Спасский энергично кивнул:
– Помнишь, в нашем детстве был фильм «Три веселые смены»? Это про меня. Сначала Побегалов аппендицит подсудобил. Целый день наблюдал, сомневался, а в пятнадцать пятьдесят девять, как домой идти, его озарило: типичная клиника аппендицита! Андрей Петрович, силь ву пле! А терапевту не показал. Я давай терапевту в ноги падать…
– Она же никогда не отказывает.
– Не отказывала, хочешь ты сказать. Побегалов целую неделю не мог сходить на кардиологию, выпустить бабке асцит[14]
, терапевт и взбеленилась. Жесткий бартер, говорит. Вы мне асцит, я вам консультацию. Согласился, что поделаешь. Аппендюк без затей, а вот с бабкой не так просто оказалось. Она совсем доходяга, еле дышит. Ее на стол положить – целая войсковая операция, я и согласился на сидячей каталке выпускать. Она в кресле, я – в позе бегущего кабана. Троакар[15] поставил, вода льется, я говорю: как вы там, товарищ старушка, и вдруг чувствую: в спину вступило так, что шевельнуться не могу.
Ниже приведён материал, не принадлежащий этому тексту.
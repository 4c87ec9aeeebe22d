//! Error taxonomy for the server.
//!
//! Per-connection failures ([`ConnectionError`]) are handled where they occur
//! and only ever tear down the one connection. [`SimulationError`] means the
//! world itself is broken and ends the process.

use crate::config::ConfigError;
use shared::{LineError, PlayerId, ProtocolError};
use std::io;
use std::time::Duration;
use thiserror::Error;

#[derive(Debug, Error)]
pub enum SimulationError {
    #[error("player {id} has non-finite state: position ({x}, {y}), velocity ({vx}, {vy})")]
    NonFinite {
        id: PlayerId,
        x: f32,
        y: f32,
        vx: f32,
        vy: f32,
    },
}

/// Why a single connection ended.
#[derive(Debug, Error)]
pub enum ConnectionError {
    #[error("peer closed the connection")]
    PeerClosed,
    #[error("protocol error: {0}")]
    Protocol(#[from] ProtocolError),
    #[error("transport error: {0}")]
    Transport(#[from] io::Error),
    #[error("server is full ({0} connections)")]
    CapacityExhausted(usize),
    #[error("no input for {0:?}")]
    IdleTimeout(Duration),
    #[error("server is shutting down")]
    Shutdown,
}

impl From<LineError> for ConnectionError {
    fn from(e: LineError) -> Self {
        match e {
            LineError::Io(e) => ConnectionError::Transport(e),
            LineError::Protocol(e) => ConnectionError::Protocol(e),
        }
    }
}

impl ConnectionError {
    /// Normal disconnects, as opposed to failures worth a warning.
    pub fn is_graceful(&self) -> bool {
        matches!(self, ConnectionError::PeerClosed | ConnectionError::Shutdown)
    }
}

#[derive(Debug, Error)]
pub enum ServerError {
    #[error("failed to bind {addr}: {source}")]
    Bind {
        addr: String,
        #[source]
        source: io::Error,
    },
    #[error("simulation failed: {0}")]
    Simulation(#[from] SimulationError),
    #[error("invalid configuration: {0}")]
    Config(#[from] ConfigError),
    #[error("server task failed: {0}")]
    Task(#[from] tokio::task::JoinError),
    #[error(transparent)]
    Io(#[from] io::Error),
}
Бабулька приговаривает «спасибо, доктор, дай вам бог здоровья!», а у меня слезы текут.Мила сочувственно погладила его по руке. Ей, как и всем медикам, приходилось поворачивать, переносить тяжелых больных. Радикулит обеспечен, короче говоря.
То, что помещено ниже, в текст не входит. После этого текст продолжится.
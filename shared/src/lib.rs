//! Types shared by the arena server and its clients: gameplay constants, the
//! newline-delimited wire codec, the input intent record, and the cooperative
//! shutdown token used by every long-lived task.

pub mod protocol;
pub mod shutdown;

pub use protocol::{
    Handshake, InputMessage, LineError, PlayerId, PlayerPosition, ProtocolError, ServerMessage,
};
pub use shutdown::{Shutdown, ShutdownSignal};

pub const DEFAULT_PORT: u16 = 8888;
pub const FIELD_WIDTH: f32 = 800.0;
pub const FIELD_HEIGHT: f32 = 800.0;
pub const PLAYER_WIDTH: f32 = 50.0;
pub const PLAYER_HEIGHT: f32 = 50.0;
pub const ACCELERATION: f32 = 0.5;
pub const FRICTION: f32 = 0.5;
pub const TICK_MILLIS: u64 = 100;
pub const SEND_INTERVAL_MILLIS: u64 = 100;

/// Keys currently held by the local player.
///
/// Sampled fresh every send period; nothing is queued or edge-triggered.
#[derive(Debug, Clone, Copy, Default, PartialEq, Eq)]
pub struct InputState {
    pub up: bool,
    pub down: bool,
    pub left: bool,
    pub right: bool,
    pub fire: bool,
}

impl InputState {
    /// Collapses the held keys into a directional delta. Opposing keys do not
    /// cancel: right wins over left and up wins over down.
    pub fn to_message(&self) -> InputMessage {
        let dx = if self.right {
            1
        } else if self.left {
            -1
        } else {
            0
        };
        let dy = if self.up {
            -1
        } else if self.down {
            1
        } else {
            0
        };

        InputMessage {
            dx,
            dy,
            fire: self.fire,
        }
    }

    pub fn is_idle(&self) -> bool {
        !(self.up || self.down || self.left || self.right || self.fire)
    }
}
– Старушку укатили, – продолжал Спасский, – а я, заходясь, так сказать, предсмертным хрипом, позвал Натуралиста, чтоб разогнул. И он таки разогнул, негодяй. Сделал мне новокаиновую блокаду, после которой выяснилось, что новокаин я не переношу.
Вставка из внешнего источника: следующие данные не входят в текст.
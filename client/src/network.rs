//! Client sync agent: one session against the server, split into a receive
//! duty and a send duty that share nothing but watch channels.
//!
//! The presentation layer talks to a running session only through
//! [`SyncHandle`]: it publishes the keys currently held, and reads back the
//! reconciled [`RemoteSnapshot`] and the [`SessionStatus`].

use crate::game::{RemoteSnapshot, RosterMode};
use log::{debug, info, warn};
use shared::protocol::{read_line_limited, MAX_SERVER_LINE};
use shared::{
    InputState, LineError, PlayerId, ProtocolError, ServerMessage, Shutdown, ShutdownSignal,
};
use std::io;
use std::sync::Arc;
use std::time::Duration;
use thiserror::Error;
use tokio::io::{AsyncRead, AsyncWrite, AsyncWriteExt, BufReader, ReadHalf, WriteHalf};
use tokio::net::TcpStream;
use tokio::sync::watch;
use tokio::task::JoinHandle;
use tokio::time::{interval_at, Instant, MissedTickBehavior};

#[derive(Debug, Error)]
pub enum ClientError {
    #[error("failed to connect to {addr}: {source}")]
    Connect {
        addr: String,
        #[source]
        source: io::Error,
    },
    #[error("transport error: {0}")]
    Transport(#[from] io::Error),
}

#[derive(Debug, Clone, Copy, PartialEq, Eq)]
pub struct SyncConfig {
    /// How often the held keys are sent to the server.
    pub send_interval: Duration,
    pub roster_mode: RosterMode,
}

impl Default for SyncConfig {
    fn default() -> Self {
        Self {
            send_interval: Duration::from_millis(shared::SEND_INTERVAL_MILLIS),
            roster_mode: RosterMode::ById,
        }
    }
}

/// Why a session ended.
#[derive(Debug, Clone, PartialEq, Eq)]
pub enum TerminationReason {
    /// The server closed the connection.
    PeerClosed,
    /// The server sent a line that could not be decoded.
    Protocol(ProtocolError),
    Transport(io::ErrorKind),
    /// Closed locally through [`SyncHandle::close`].
    Closed,
}

#[derive(Debug, Clone, PartialEq, Eq)]
pub enum SessionStatus {
    /// Connected, waiting for the handshake.
    Connecting,
    Connected { id: PlayerId },
    Terminated(TerminationReason),
}

impl SessionStatus {
    pub fn is_connected(&self) -> bool {
        matches!(self, SessionStatus::Connected { .. })
    }

    pub fn is_terminated(&self) -> bool {
        matches!(self, SessionStatus::Terminated(_))
    }
}

/// Presentation-side handle to a running session. Dropping it closes the
/// session.
pub struct SyncHandle {
    intent: watch::Sender<InputState>,
    view: watch::Receiver<RemoteSnapshot>,
    status: watch::Receiver<SessionStatus>,
    shutdown: Shutdown,
    task: JoinHandle<()>,
}

impl SyncHandle {
    /// Publishes the keys currently held. The send duty samples the latest
    /// value at each period; earlier values are never queued.
    pub fn set_intent(&self, intent: InputState) {
        self.intent.send_replace(intent);
    }

    pub fn view(&self) -> RemoteSnapshot {
        self.view.borrow().clone()
    }

    pub fn status(&self) -> SessionStatus {
        self.status.borrow().clone()
    }

    pub fn is_connected(&self) -> bool {
        self.status.borrow().is_connected()
    }

    /// Independent receiver for status changes.
    pub fn subscribe_status(&self) -> watch::Receiver<SessionStatus> {
        self.status.clone()
    }

    /// Requests cooperative termination. The session reports
    /// [`TerminationReason::Closed`] unless it already ended for another reason.
    pub fn close(&self) {
        self.shutdown.trigger();
    }

    /// Waits until the session has terminated and returns why.
    pub async fn wait_terminated(&mut self) -> TerminationReason {
        loop {
            if let SessionStatus::Terminated(reason) = &*self.status.borrow_and_update() {
                return reason.clone();
            }
            if self.status.changed().await.is_err() {
                return match &*self.status.borrow() {
                    SessionStatus::Terminated(reason) => reason.clone(),
                    _ => TerminationReason::Closed,
                };
            }
        }
    }

    /// Waits for both duties to finish.
    pub async fn join(self) {
        let SyncHandle { shutdown, task, .. } = self;
        if let Err(e) = task.await {
            warn!("Sync session task failed: {}", e);
        }
        drop(shutdown);
    }
}

/// Connects to a server over TCP and starts a session.
pub async fn connect(addr: &str, config: SyncConfig) -> Result<SyncHandle, ClientError> {
    let stream = TcpStream::connect(addr)
        .await
        .map_err(|source| ClientError::Connect {
            addr: addr.to_string(),
            source,
        })?;
    stream.set_nodelay(true)?;
    info!("Connected to {}", addr);

    Ok(spawn(stream, config))
}

/// Starts a session over an already-open stream. Must be called from within a
/// tokio runtime.
pub fn spawn<S>(stream: S, config: SyncConfig) -> SyncHandle
where
    S: AsyncRead + AsyncWrite + Send + 'static,
{
    let (intent_tx, intent_rx) = watch::channel(InputState::default());
    let (view_tx, view_rx) = watch::channel(RemoteSnapshot::new(config.roster_mode));
    let (status_tx, status_rx) = watch::channel(SessionStatus::Connecting);
    let shutdown = Shutdown::new();

    let session = Session {
        config,
        status: Arc::new(status_tx),
        view: view_tx,
        intent: intent_rx,
    };
    let task = tokio::spawn(session.run(stream, shutdown.signal()));

    SyncHandle {
        intent: intent_tx,
        view: view_rx,
        status: status_rx,
        shutdown,
        task,
    }
}

struct Session {
    config: SyncConfig,
    status: Arc<watch::Sender<SessionStatus>>,
    view: watch::Sender<RemoteSnapshot>,
    intent: watch::Receiver<InputState>,
}

impl Session {
    async fn run<S>(self, stream: S, shutdown: ShutdownSignal)
    where
        S: AsyncRead + AsyncWrite + Send + 'static,
    {
        let (reader, writer) = tokio::io::split(stream);
        let send_duty = tokio::spawn(run_send_duty(
            writer,
            self.intent,
            Arc::clone(&self.status),
            self.config.send_interval,
        ));

        let mut receiver = ReceiveDuty {
            reader: BufReader::new(reader),
            view: self.view,
            status: Arc::clone(&self.status),
        };
        let reason = receiver.run(shutdown).await;
        terminate(&self.status, reason);

        if let Err(e) = send_duty.await {
            warn!("Send duty failed: {}", e);
        }
    }
}

struct ReceiveDuty<S> {
    reader: BufReader<ReadHalf<S>>,
    view: watch::Sender<RemoteSnapshot>,
    status: Arc<watch::Sender<SessionStatus>>,
}

impl<S: AsyncRead> ReceiveDuty<S> {
    /// Reads lines until the session ends and returns why.
    async fn run(&mut self, mut shutdown: ShutdownSignal) -> TerminationReason {
        let mut line = String::new();

        loop {
            line.clear();
            let read = tokio::select! {
                _ = shutdown.wait() => return TerminationReason::Closed,
                read = read_line_limited(&mut self.reader, &mut line, MAX_SERVER_LINE) => read,
            };

            match read {
                Ok(0) => return TerminationReason::PeerClosed,
                Ok(_) => {}
                Err(LineError::Io(e)) => return TerminationReason::Transport(e.kind()),
                Err(LineError::Protocol(e)) => return TerminationReason::Protocol(e),
            }

            let message = match ServerMessage::decode(&line) {
                Ok(message) => message,
                Err(e) => return TerminationReason::Protocol(e),
            };

            if let Err(reason) = self.apply(message) {
                return reason;
            }
        }
    }

    fn apply(&mut self, message: ServerMessage) -> Result<(), TerminationReason> {
        let connected = self.status.borrow().is_connected();

        match message {
            ServerMessage::Handshake(handshake) if !connected => {
                info!(
                    "Assigned player id {} at ({}, {})",
                    handshake.id, handshake.x, handshake.y
                );
                self.view
                    .send_modify(|view| view.apply_handshake(&handshake));
                self.status.send_if_modified(|status| {
                    if status.is_terminated() {
                        return false;
                    }
                    *status = SessionStatus::Connected { id: handshake.id };
                    true
                });
                Ok(())
            }
            ServerMessage::Handshake(_) => Err(TerminationReason::Protocol(
                ProtocolError::OutOfSequence("second handshake"),
            )),
            ServerMessage::Snapshot(players) if connected => {
                self.view.send_modify(|view| view.apply_snapshot(&players));
                Ok(())
            }
            ServerMessage::Snapshot(_) => {
                Err(TerminationReason::Protocol(ProtocolError::OutOfSequence(
                    "snapshot before handshake",
                )))
            }
        }
    }
}

/// Sends the latest intent once per period while connected. Stops at the
/// first wake after the session is terminated.
async fn run_send_duty<S: AsyncWrite>(
    mut writer: WriteHalf<S>,
    intent: watch::Receiver<InputState>,
    status: Arc<watch::Sender<SessionStatus>>,
    period: Duration,
) {
    let mut ticker = interval_at(Instant::now() + period, period);
    ticker.set_missed_tick_behavior(MissedTickBehavior::Delay);

    loop {
        ticker.tick().await;

        let current = status.borrow().clone();
        match current {
            SessionStatus::Terminated(_) => break,
            SessionStatus::Connecting => continue,
            SessionStatus::Connected { .. } => {}
        }

        let message = intent.borrow().to_message();
        debug!("Sending input {:?}", message);

        if let Err(e) = write_line(&mut writer, &message.encode()).await {
            terminate(&status, TerminationReason::Transport(e.kind()));
            break;
        }
    }

    if let Err(e) = writer.shutdown().await {
        debug!("Shutting down writer: {}", e);
    }
}

async fn write_line<W: AsyncWrite + Unpin>(writer: &mut W, line: &str) -> io::Result<()> {
    writer.write_all(line.as_bytes()).await?;
    writer.flush().await
}

/// Records the first termination reason; later ones are ignored.
fn terminate(status: &watch::Sender<SessionStatus>, reason: TerminationReason) {
    let changed = status.send_if_modified(|current| {
        if current.is_terminated() {
            return false;
        }
        *current = SessionStatus::Terminated(reason.clone());
        true
    });

    if changed {
        match &reason {
            TerminationReason::PeerClosed | TerminationReason::Closed => {
                info!("Session ended: {:?}", reason)
            }
            _ => warn!("Session ended: {:?}", reason),
        }
    }
}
– Иди ты! – присвистнула Мила.
– Ага, – засмеялся Андрей Петрович. – Давление рухнуло, я чуть сознание не потерял. Потом полночи над тазиком-эвтаназиком висел. Зато спину отпустило.
– Шоковая терапия.
– Точно. И только мне полегчало, как нате вам – острый живот! Ты, Мила, наверное, замечала, если просто тебе лень работать, больные сыплются, как из рога изобилия, а когда что-то серьезное, бог тебе всегда передышку даст.
Мила фыркнула:
– Богу делать больше нечего, как регулировать тебе поток пациентов!
– Он же всеобъемлющ.
– Ты хочешь сказать: вездесущ.
– Вот именно. Пока я был при смерти, в приемник никто не сунулся. Дождались моего воскрешения.
– И что оказалось?
– Перфоративка. И мужик мутный. Неизвестно, когда заболел, клиники нет, газа на снимке нет, но меня не проведешь. Подал в операционную. Повторно ЭКГ, терапевт, опять ЭКГ, давление… Сидим намытые, ждем. Без пятнадцати восемь: «Инфаркта нет, можете начинать».
– Не повезло.
Спасский тяжело вздохнул.
– Я так устал, – сказал он. – Может, нескромно так говорить, но я всегда был художник своего дела, вдохновение какое-то было. А теперь готов примкнуть к коллегам, которые работают по принципу: как заплачено, так и нахреначено.
– Ты не такой. Да и благодарность нынче – большая редкость. Народ стал санитарно просвещенным, знает: «Вы должны! И не волнует!»